Too easy letting now slip by,
taking from it slightly less,
because our sights are firmly fixed
upon horizons far away,
and not upon the next small step.
Forwards, onwards, seize today.
I
I am.
No, not yet.
I will be.
No, perhaps not.
I might be.
Well, there may be a chance.
I will try to be.
Yes, I will try.
Bored
Just sitting here bored.
Nothing to do I want to do, bored.
Can’t be bothered with anything, bored.
Sitting still is impossible, bored.
Can’t be bothered to write this verse, bored.
Nothing to do to fill my time,
too much effort to find a line.
Bored.
Brainwave
Brainwave, on the seascape of my mind,
rippling across the pebbles of my consciousness,
breaking on the shore of my thoughts.
Brainwave, gathering force under the storms of possibility.

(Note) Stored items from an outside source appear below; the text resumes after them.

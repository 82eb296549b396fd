//! The machine state and the scan loop.

use hashbrown::HashMap;

use crate::{
    counter::Counter,
    definitions::{blocks, program as framing},
    error::{DecodeError, ProcessError},
    memory::Image,
    opcode::{self, Instruction},
    program::Program,
    stack::ParenStack,
    timer::{Ticks, Timer},
    trigger::Trigger,
};

/// The Vm struct represents the complete state of one loaded program:
/// the process image, the function block instances, the nesting stack
/// and the decode cache.
///
/// Everything is created zeroed when a program is loaded and reused
/// for every scan cycle; only the function blocks and the image
/// persist across scans, accumulator and stack are reset at every
/// scan start.
pub struct Vm {
    /// the loaded, verified program; immutable for the life of the machine
    program: Program,
    /// the process image the instructions work against
    pub(super) image: Image,
    /// Contains the precalculated instruction data, keyed by program
    /// offset. A scan decodes every site exactly once.
    cache: HashMap<usize, (Instruction, usize)>,
    pub(super) timers: [Timer; blocks::MAX_TIMERS],
    pub(super) counters: [Counter; blocks::MAX_COUNTERS],
    pub(super) triggers: [Trigger; blocks::MAX_TRIGGERS],
    pub(super) stack: ParenStack,
    /// the shared monotonic tick source driving the timers
    pub(super) ticks: Ticks,
    /// offset of the next instruction for single stepping
    position: usize,
}

impl Vm {
    /// Creates a new machine around a verified program.
    pub fn new(program: Program) -> Self {
        Self {
            program,
            image: Image::new(),
            cache: HashMap::new(),
            timers: [Timer::default(); blocks::MAX_TIMERS],
            counters: [Counter::default(); blocks::MAX_COUNTERS],
            triggers: [Trigger::default(); blocks::MAX_TRIGGERS],
            stack: ParenStack::new(),
            ticks: Ticks::new(),
            position: framing::HEADER_SIZE,
        }
    }

    /// Will verify the raw artifact and reveal a fresh machine.
    pub fn load(name: &str, data: Vec<u8>) -> Result<Self, crate::VerifyError> {
        let program = Program::new(name, data)?;
        Ok(Self::new(program))
    }

    /// Get a reference to the loaded program.
    pub fn program(&self) -> &Program {
        &self.program
    }

    /// Will copy the given bytes into the input area. To be called
    /// between scans only.
    pub fn set_inputs(&mut self, data: &[u8]) {
        self.image.set_inputs(data);
    }

    /// Will advance the tick counter by `n` quanta.
    pub fn tick(&self, n: u32) {
        self.ticks.advance(n);
    }

    /// Will return a clonable handle onto the tick counter, so the
    /// host may advance it from outside.
    pub fn ticks(&self) -> Ticks {
        self.ticks.clone()
    }

    /// Snapshot of the output area, to be read between scans.
    pub fn outputs(&self) -> &[u8] {
        self.image.outputs()
    }

    /// Snapshot of the memory area, to be read between scans.
    pub fn memories(&self) -> &[u8] {
        self.image.memories()
    }

    pub fn inputs(&self) -> &[u8] {
        self.image.inputs()
    }

    pub fn accumulator(&self) -> bool {
        self.image.accumulator()
    }

    /// Get a reference to the machine's image.
    pub fn image(&self) -> &Image {
        &self.image
    }

    /// Get a mutable reference to the machine's image.
    /// This function is only used in the context of tests as there
    /// never is a need to expose the internal image otherwise.
    #[cfg(test)]
    pub(super) fn image_mut(&mut self) -> &mut Image {
        &mut self.image
    }

    /// Will fetch the instruction at the given offset, decoding it at
    /// most once per machine.
    fn fetch(&mut self, position: usize) -> Result<(Instruction, usize), DecodeError> {
        let instruction = match self.cache.get(&position) {
            None => {
                let decoded = opcode::read_instruction(self.program.image(), position)?;
                self.cache.insert(position, decoded.clone());
                decoded
            }
            Some(value) => value.clone(),
        };

        Ok(instruction)
    }

    /// Executes the single instruction at `position` and returns the
    /// offset of the next one.
    fn step_at(&mut self, position: usize) -> Result<usize, ProcessError> {
        let (instruction, next) = self.fetch(position)?;
        log::trace!("{:5}: {}", position, instruction.opcode.mnemonic());
        self.execute(instruction, position)?;
        Ok(next)
    }

    /// Runs one full scan cycle: accumulator and nesting stack are
    /// reset, then the whole body executes front to back.
    ///
    /// On an error the cycle stops at the faulting instruction; all
    /// completed writes stay in the image.
    pub fn scan(&mut self) -> Result<(), ProcessError> {
        self.image.accumulator = false;
        self.stack.clear();
        self.position = framing::HEADER_SIZE;

        while self.position < self.program.size() {
            self.position = self.step_at(self.position)?;
        }
        Ok(())
    }

    /// Executes exactly one instruction of the current cycle and
    /// reports whether the cycle is over. A new cycle begins with the
    /// same reset a full [`scan`](Self::scan) performs.
    pub fn step(&mut self) -> Result<bool, ProcessError> {
        if self.position >= self.program.size() {
            self.image.accumulator = false;
            self.stack.clear();
            self.position = framing::HEADER_SIZE;
        }

        self.position = self.step_at(self.position)?;
        Ok(self.position >= self.program.size())
    }
}
//! The framed binary artifact and its verifier.
//!
//! A compiled program is a contiguous byte stream: a 16 bit big endian
//! size (header plus instruction body), the instruction body, and a
//! trailing 32 bit big endian checksum over everything before it.

use crate::{definitions::program as definitions, error::VerifyError};

/// Represents a verified program with its information.
///
/// The raw bytes are immutable after load; decoded constants alias
/// them for as long as the program lives.
#[derive(Clone)]
pub struct Program {
    /// The program name
    name: String,
    /// The verified raw artifact, size header, body and checksum
    data: Box<[u8]>,
}

impl Program {
    /// Will run the verifier and take ownership of the raw artifact.
    pub fn new(name: &str, data: Vec<u8>) -> Result<Self, VerifyError> {
        verify(&data)?;
        Ok(Self {
            name: name.to_string(),
            data: data.into_boxed_slice(),
        })
    }

    /// Will return the name of the program.
    pub fn name(&self) -> &str {
        &self.name
    }

    /// The declared size: header plus instruction body, checksum
    /// excluded.
    pub fn size(&self) -> usize {
        declared_size(&self.data)
    }

    /// The program image the machine executes against: header and
    /// body, without the trailing checksum.
    pub fn image(&self) -> &[u8] {
        &self.data[..self.size()]
    }

    /// The full raw artifact including the checksum.
    pub fn bytes(&self) -> &[u8] {
        &self.data
    }
}

/// Reads the declared program size out of the header.
pub fn declared_size(buffer: &[u8]) -> usize {
    u16::from_be_bytes([buffer[0], buffer[1]]) as usize
}

/// The unsigned byte sum modulo 2^32 the framing appends.
pub fn checksum(bytes: &[u8]) -> u32 {
    bytes
        .iter()
        .fold(0u32, |sum, &byte| sum.wrapping_add(byte as u32))
}

/// Runs the integrity checks of the loader: header present, declared
/// size plausible, every byte of body and checksum present, checksum
/// matching.
pub fn verify(buffer: &[u8]) -> Result<(), VerifyError> {
    if buffer.len() < definitions::HEADER_SIZE {
        return Err(VerifyError::MissingHeader(buffer.len()));
    }

    let size = declared_size(buffer);
    if size < definitions::HEADER_SIZE {
        return Err(VerifyError::HeaderRange(size));
    }
    if buffer.len() < size + definitions::CHECKSUM_SIZE {
        return Err(VerifyError::Truncated {
            declared: size,
            actual: buffer.len(),
        });
    }

    let calculated = checksum(&buffer[..size]);
    let expected = u32::from_be_bytes([
        buffer[size],
        buffer[size + 1],
        buffer[size + 2],
        buffer[size + 3],
    ]);
    if calculated != expected {
        return Err(VerifyError::Checksum {
            expected,
            calculated,
        });
    }

    Ok(())
}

Imagination riding high on the crest of your power,
skimming the surface of a thousand dreams.
Brainwave, tide of creative thinking.
High and overwhelmingly, powerful for a while,
crashing relentlessly on the sands of time.
Brainwave, disappearing where a thousand dreams have broken before,
receding into the depths of the pool of thought,
vanishing amidst the foam and froth of reality.
Loneliness
Only by knowing sorrow can we understand joy. Only by feeling lonely can the wonder of companionship be appreciated. In the desolate moments of deep loneliness, the world may be seen in a new perspective of beauty. Then and only then can the individuality of all be understood, unmarred by superficial defects.
It is better to be physically incomplete than to suffer the mental anguish of loneliness. In a world geared to friendship, or at least to acquaintance, stop a while, be lonely, see the plight of the old man who turns to drink for friendship, to the streets for companionship, to the park bench for comfort. Stop a minute and with tears welling from the depths of your lonely soul, listen to the happiness of others, yearn to be part of it, cry because you are not.